About this exercise: Where a line below holds the string "else", that line goes into the answer.
=== Input material ===
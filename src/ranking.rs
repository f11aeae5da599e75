//! Momentum ranking with a trend filter.
//!
//! Assets are ordered by momentum (descending, stable on universe order).
//! The top `agg` entries become target holdings, except that an entry
//! trading below its moving average is replaced by the backup asset. The
//! backup asset may therefore appear several times in the output.

use std::cmp::Ordering;

use crate::error::{Error, Result};
use crate::types::{AssetId, AssetSignal};

/// Order signals by momentum, strongest first.
///
/// Ties keep their universe order.
pub fn rank(signals: &[AssetSignal]) -> Vec<&AssetSignal> {
    let mut ranked: Vec<&AssetSignal> = signals.iter().collect();
    ranked.sort_by(|a, b| descending(a.percentage_change, b.percentage_change));
    ranked
}

fn descending(a: f64, b: f64) -> Ordering {
    b.partial_cmp(&a).unwrap_or(Ordering::Equal)
}

/// Pick the `agg` underlyings to hold next period.
///
/// Fails with a configuration error when fewer than `agg` assets were
/// ranked, and with a data error when a signal is not a finite number.
pub fn select_targets(signals: &[AssetSignal], agg: usize, backup: &AssetId) -> Result<Vec<AssetId>> {
    if agg == 0 {
        return Err(Error::Configuration("target holding count must be > 0".into()));
    }
    if signals.len() < agg {
        return Err(Error::Configuration(format!(
            "universe has {} assets, fewer than the target count {agg}",
            signals.len()
        )));
    }
    if let Some(bad) = signals
        .iter()
        .find(|s| !s.percentage_change.is_finite() || !s.relative_sma.is_finite())
    {
        return Err(Error::data_unavailable(
            &bad.asset.asset_id,
            format!(
                "non-finite signal (change={}, relative_sma={})",
                bad.percentage_change, bad.relative_sma
            ),
        ));
    }

    let targets = rank(signals)
        .into_iter()
        .take(agg)
        .map(|s| {
            if s.in_uptrend() {
                s.asset.asset_id.clone()
            } else {
                backup.clone()
            }
        })
        .collect();

    Ok(targets)
}
//! Core types: AssetId, Asset, AssetSignal, Position, TradeInstruction

use std::fmt;

/// Brokerage orderbook identifier.
///
/// Underlyings, leveraged trackers and the backup fund all live in the same
/// id space, so a single type covers every identifier the engine handles.
#[derive(Clone, Debug, Default, PartialEq, Eq, PartialOrd, Ord, Hash)]
#[cfg_attr(
    feature = "serde",
    derive(serde::Serialize, serde::Deserialize),
    serde(transparent)
)]
pub struct AssetId(String);

impl AssetId {
    pub fn new(id: impl Into<String>) -> Self {
        Self(id.into())
    }

    pub fn as_str(&self) -> &str {
        &self.0
    }

    pub fn is_empty(&self) -> bool {
        self.0.is_empty()
    }
}

impl fmt::Display for AssetId {
    fn fmt(&self, f: &mut fmt::Formatter<'_>) -> fmt::Result {
        f.pad(&self.0)
    }
}

impl From<&str> for AssetId {
    fn from(s: &str) -> Self {
        Self(s.to_string())
    }
}

impl From<String> for AssetId {
    fn from(s: String) -> Self {
        Self(s)
    }
}

/// Window over which momentum is measured.
#[derive(Clone, Copy, Debug, PartialEq, Eq, Hash)]
#[cfg_attr(
    feature = "serde",
    derive(serde::Serialize, serde::Deserialize),
    serde(rename_all = "SCREAMING_SNAKE_CASE")
)]
pub enum LookbackPeriod {
    OneWeek,
    OneMonth,
    ThreeMonths,
    OneYear,
}

impl fmt::Display for LookbackPeriod {
    fn fmt(&self, f: &mut fmt::Formatter<'_>) -> fmt::Result {
        match self {
            LookbackPeriod::OneWeek => write!(f, "ONE_WEEK"),
            LookbackPeriod::OneMonth => write!(f, "ONE_MONTH"),
            LookbackPeriod::ThreeMonths => write!(f, "THREE_MONTHS"),
            LookbackPeriod::OneYear => write!(f, "ONE_YEAR"),
        }
    }
}

/// How leveraged trackers for an underlying are looked up.
///
/// Most underlyings are searched by their own orderbook id. Some (broad
/// indices) are only reachable through a free-text name query.
#[derive(Clone, Debug, Default, PartialEq, Eq)]
#[cfg_attr(
    feature = "serde",
    derive(serde::Serialize, serde::Deserialize),
    serde(tag = "kind", rename_all = "snake_case")
)]
pub enum InstrumentSearch {
    #[default]
    Underlying,
    NameQuery { query: String },
}

/// An entry of the tradable universe.
#[derive(Clone, Debug, PartialEq)]
#[cfg_attr(feature = "serde", derive(serde::Serialize, serde::Deserialize))]
pub struct Asset {
    /// Display name
    #[cfg_attr(feature = "serde", serde(rename = "asset"))]
    pub name: String,
    pub asset_id: AssetId,
    /// Target leverage of the tracker bought for this underlying (2 = 2x)
    pub target_lev: u32,
    #[cfg_attr(feature = "serde", serde(default))]
    pub search: InstrumentSearch,
}

impl Asset {
    pub fn new(name: &str, asset_id: &str, target_lev: u32) -> Self {
        Self {
            name: name.to_string(),
            asset_id: AssetId::new(asset_id),
            target_lev,
            search: InstrumentSearch::Underlying,
        }
    }

    pub fn with_search(mut self, search: InstrumentSearch) -> Self {
        self.search = search;
        self
    }
}

/// Momentum and trend readings for one universe asset, computed once per run.
#[derive(Clone, Debug, PartialEq)]
#[cfg_attr(feature = "serde", derive(serde::Serialize))]
pub struct AssetSignal {
    pub asset: Asset,
    /// Last price divided by the price one lookback period ago
    pub percentage_change: f64,
    /// Last close divided by its simple moving average
    pub relative_sma: f64,
}

impl AssetSignal {
    /// Price sits above its own moving average.
    pub fn in_uptrend(&self) -> bool {
        self.relative_sma > 1.0
    }
}

/// A held position, keyed by the underlying it gives exposure to.
#[derive(Clone, Debug, PartialEq)]
#[cfg_attr(feature = "serde", derive(serde::Serialize, serde::Deserialize))]
pub struct Position {
    /// Tradable instrument actually held
    pub orderbook_id: AssetId,
    /// Underlying tracked; equals `orderbook_id` for the backup asset
    pub underlying_id: AssetId,
    /// Market value in account currency
    pub value: f64,
    /// Units held
    pub volume: f64,
}

impl Position {
    /// A position in an instrument that is its own underlying (the backup fund).
    pub fn direct(id: &AssetId, value: f64, volume: f64) -> Self {
        Self {
            orderbook_id: id.clone(),
            underlying_id: id.clone(),
            value,
            volume,
        }
    }

    /// A position in a tracker of `underlying_id`.
    pub fn tracking(orderbook_id: &AssetId, underlying_id: &AssetId, value: f64, volume: f64) -> Self {
        Self {
            orderbook_id: orderbook_id.clone(),
            underlying_id: underlying_id.clone(),
            value,
            volume,
        }
    }
}

/// One sell-then-buy swap.
#[derive(Clone, Debug, PartialEq)]
#[cfg_attr(feature = "serde", derive(serde::Serialize, serde::Deserialize))]
pub struct TradeInstruction {
    pub sell_asset: AssetId,
    pub buy_asset: AssetId,
    /// Value of the sold position
    pub sell_value: f64,
    /// Units of the sold position
    pub volume: f64,
    /// Free cash added on top of the sale proceeds
    pub extra_buy_cash: f64,
}

impl TradeInstruction {
    /// Amount spent on the buy leg.
    pub fn buy_value(&self) -> f64 {
        self.sell_value + self.extra_buy_cash
    }

    /// Which settlement path this swap takes, given the backup asset.
    pub fn kind(&self, backup: &AssetId) -> TradeKind {
        if &self.sell_asset == backup {
            TradeKind::CashToInstrument
        } else if &self.buy_asset == backup {
            TradeKind::InstrumentToCash
        } else {
            TradeKind::InstrumentToInstrument
        }
    }
}

impl fmt::Display for TradeInstruction {
    fn fmt(&self, f: &mut fmt::Formatter<'_>) -> fmt::Result {
        write!(
            f,
            "{} -> {} ({:.2} + {:.2} cash)",
            self.sell_asset, self.buy_asset, self.sell_value, self.extra_buy_cash
        )
    }
}

/// Leg ordering variant of a swap.
///
/// Fund orders settle on a later on-account date while trackers execute
/// immediately, so each variant waits at a different point.
#[derive(Clone, Copy, Debug, PartialEq, Eq)]
#[cfg_attr(feature = "serde", derive(serde::Serialize, serde::Deserialize))]
pub enum TradeKind {
    CashToInstrument,
    InstrumentToCash,
    InstrumentToInstrument,
}

impl fmt::Display for TradeKind {
    fn fmt(&self, f: &mut fmt::Formatter<'_>) -> fmt::Result {
        match self {
            TradeKind::CashToInstrument => write!(f, "cash->instrument"),
            TradeKind::InstrumentToCash => write!(f, "instrument->cash"),
            TradeKind::InstrumentToInstrument => write!(f, "instrument->instrument"),
        }
    }
}

/// A leveraged long tracker returned by instrument search.
#[derive(Clone, Debug, PartialEq)]
#[cfg_attr(feature = "serde", derive(serde::Serialize, serde::Deserialize))]
pub struct LeveragedInstrument {
    pub orderbook_id: AssetId,
    pub name: String,
    pub leverage: f64,
    /// Value traded over the recent session; zero means no recent volume
    pub traded_value: f64,
}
===
Exercise response:
            } else {
        } else if &self.buy_asset == backup {
        } else {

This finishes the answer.